I thought the "lazy functional languages are great for implicit 
parallelism" thing died out some time ago - at least as far as running 
the programs on conventional hardware is concerned.

Designing an algorithm that breaks apart a "sequential" lazy program 
into parallel chunks of the appropriate size is **HARD** (with double 
asterixes). The time and space behavior of a lazy program is complex 
enough for the _programmer_ to reason about, let alone an automated 
analysis - which has no knowledge of what the program is actually trying 
to do.

I think a more likely approach lies in the direction of the so called 
"parallel strategies". If you haven't already, I would strongly suggest 
reading: Algorithm + Strategy = Parallelism, 1998, PW Trinder, et al.
You can get this paper from Simon Peyton Jones's homepage.

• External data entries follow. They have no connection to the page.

//! BDE Scraper CLI

use std::path::PathBuf;

use clap::{Parser, Subcommand};
use bde_scraper::{error::Result, models::Config, pipeline};

/// BDE Scraper - Student Association Directory Scraper
#[derive(Parser, Debug)]
#[command(
    name = "bde-scraper",
    version,
    about = "Scrapes student association contact details into CSV"
)]
struct Cli {
    /// Path to the configuration file
    #[arg(short, long, default_value = "config.toml", global = true)]
    config: PathBuf,

    /// Enable verbose logging
    #[arg(short, long, global = true)]
    verbose: bool,

    #[command(subcommand)]
    command: Command,
}

#[derive(Subcommand, Debug)]
enum Command {
    /// Scrape listing pages and their organization pages
    Scrape {
        /// First listing page (default: scraper.start_page)
        #[arg(long)]
        start_page: Option<u32>,

        /// Last listing page, inclusive (default: scraper.end_page)
        #[arg(long)]
        end_page: Option<u32>,

        /// Raw CSV path (default: {output.dir}/{output.raw_prefix}_{timestamp}.csv)
        #[arg(short, long)]
        output: Option<PathBuf>,
    },

    /// Clean a raw scrape file
    Clean {
        /// Raw CSV to clean (default: newest raw file in output.dir)
        #[arg(short, long)]
        input: Option<PathBuf>,

        /// Cleaned CSV path (default: {output.dir}/{output.clean_prefix}_{timestamp}.csv)
        #[arg(short, long)]
        output: Option<PathBuf>,
    },

    /// Explore listing pagination without visiting organization pages
    Probe {
        #[arg(long)]
        start_page: Option<u32>,

        #[arg(long)]
        end_page: Option<u32>,
    },

    /// Show field coverage of a CSV file
    Stats {
        path: PathBuf,
    },

    /// Validate the configuration file
    Validate,
}

/// Initialize logging based on verbosity flag.
fn init_logging(verbose: bool) {
    let level = if verbose { "debug" } else { "info" };
    env_logger::Builder::from_env(env_logger::Env::default().default_filter_or(level))
        .format_timestamp_secs()
        .init();
}

/// Resolve a page range from flags, falling back to the configuration.
fn page_range(config: &Config, start: Option<u32>, end: Option<u32>) -> Result<(u32, u32)> {
    let start = start.unwrap_or(config.scraper.start_page);
    let end = end.unwrap_or(config.scraper.end_page);
    if start > end {
        return Err(bde_scraper::error::AppError::validation(format!(
            "start page {start} is after end page {end}"
        )));
    }
    Ok((start, end))
}

#[tokio::main]
async fn main() -> Result<()> {
    let cli = Cli::parse();
    init_logging(cli.verbose);

    if let Command::Validate = cli.command {
        log::info!("Validating {}...", cli.config.display());
        let config = Config::load(&cli.config)?;
        if let Err(e) = config.validate() {
            log::error!("Config validation failed: {e}");
            return Err(e);
        }
        log::info!("✓ Config OK");
        return Ok(());
    }

    let config = Config::load_or_default(&cli.config);
    config.validate()?;

    match cli.command {
        Command::Scrape {
            start_page,
            end_page,
            output,
        } => {
            let (start, end) = page_range(&config, start_page, end_page)?;
            let path = pipeline::run_scrape(&config, start, end, output.as_deref()).await?;
            log::info!("Raw results: {}", path.display());
        }

        Command::Clean { input, output } => {
            let report = pipeline::run_cleaner(&config, input.as_deref(), output.as_deref())?;
            log::info!("Cleaned results: {}", report.output.display());
        }

        Command::Probe {
            start_page,
            end_page,
        } => {
            let (start, end) = page_range(&config, start_page, end_page)?;
            pipeline::run_probe_command(&config, start, end).await?;
        }

        Command::Stats { path } => {
            pipeline::run_stats(&path)?;
        }

        Command::Validate => {}
    }

    log::info!("Done!");

    Ok(())
}
use tracing::{debug, warn};

use crate::common::collections::HashMap;
use crate::model::TrackedWindow;
use crate::sys::window_system::{
    SharedWindowSystem, Signal, Source, Subscription, WindowId, WorkspaceId,
};

/// Tracking records for every window the reactor has seen added.
#[derive(Default)]
pub struct WindowManager {
    pub windows: HashMap<WindowId, TrackedWindow>,
}

impl WindowManager {
    pub fn is_listening(&self, window: WindowId, signal: Signal) -> bool {
        let Some(record) = self.windows.get(&window) else {
            return false;
        };
        match signal {
            Signal::Title => record.title_listener.is_some(),
            Signal::Size => record.size_listener.is_some(),
            Signal::Position => record.position_listener.is_some(),
            Signal::WindowAdded | Signal::WindowRemoved => false,
        }
    }

    pub fn window_ids(&self) -> Vec<WindowId> { self.windows.keys().copied().collect() }

    pub fn pip_able_windows(&self) -> Vec<WindowId> {
        self.windows
            .iter()
            .filter(|(_, record)| record.pip_able)
            .map(|(&window, _)| window)
            .collect()
    }
}

/// The one workspace whose window-added/removed stream is followed.
#[derive(Default)]
pub struct WorkspaceManager {
    pub workspace: Option<WorkspaceId>,
    window_added: Option<Subscription>,
    window_removed: Option<Subscription>,
}

impl WorkspaceManager {
    /// Switches the followed workspace, releasing the previous listeners first.
    pub fn track(&mut self, host: &SharedWindowSystem, workspace: WorkspaceId) {
        self.release();
        self.workspace = Some(workspace);
        self.window_added = Self::connect(host, workspace, Signal::WindowAdded);
        self.window_removed = Self::connect(host, workspace, Signal::WindowRemoved);
        debug!(%workspace, "Tracking workspace");
    }

    pub fn release(&mut self) {
        self.window_added = None;
        self.window_removed = None;
        self.workspace = None;
    }

    pub fn is_listening(&self, workspace: WorkspaceId, signal: Signal) -> bool {
        if self.workspace != Some(workspace) {
            return false;
        }
        match signal {
            Signal::WindowAdded => self.window_added.is_some(),
            Signal::WindowRemoved => self.window_removed.is_some(),
            Signal::Title | Signal::Size | Signal::Position => false,
        }
    }

    fn connect(
        host: &SharedWindowSystem,
        workspace: WorkspaceId,
        signal: Signal,
    ) -> Option<Subscription> {
        Subscription::connect(host, Source::Workspace(workspace), signal)
            .inspect_err(|err| warn!(%workspace, %err, "Could not follow workspace"))
            .ok()
    }
}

Also, at the end of Hans Wolfgang-Loidl's thesis he develops a 
granularity analysis for a Haskell subset - one of the first steps in 
any kind of implicit parallelism. It's a pretty good effort, but at the 
end of it all it still relies on a pre-existing table of information 
about recursive functions. I think that these kind of analyses tend 
suffer from uncomputability problems more than most.

If you've still got your heart set on implicit parallelism, then there's 
a (very slow) simulator you might want to poke around with. I wrote it 
based around Clem Baker-Finch's "Abstract machine for parallel lazy 
evaluation", which supports fully speculative implicit parallelism.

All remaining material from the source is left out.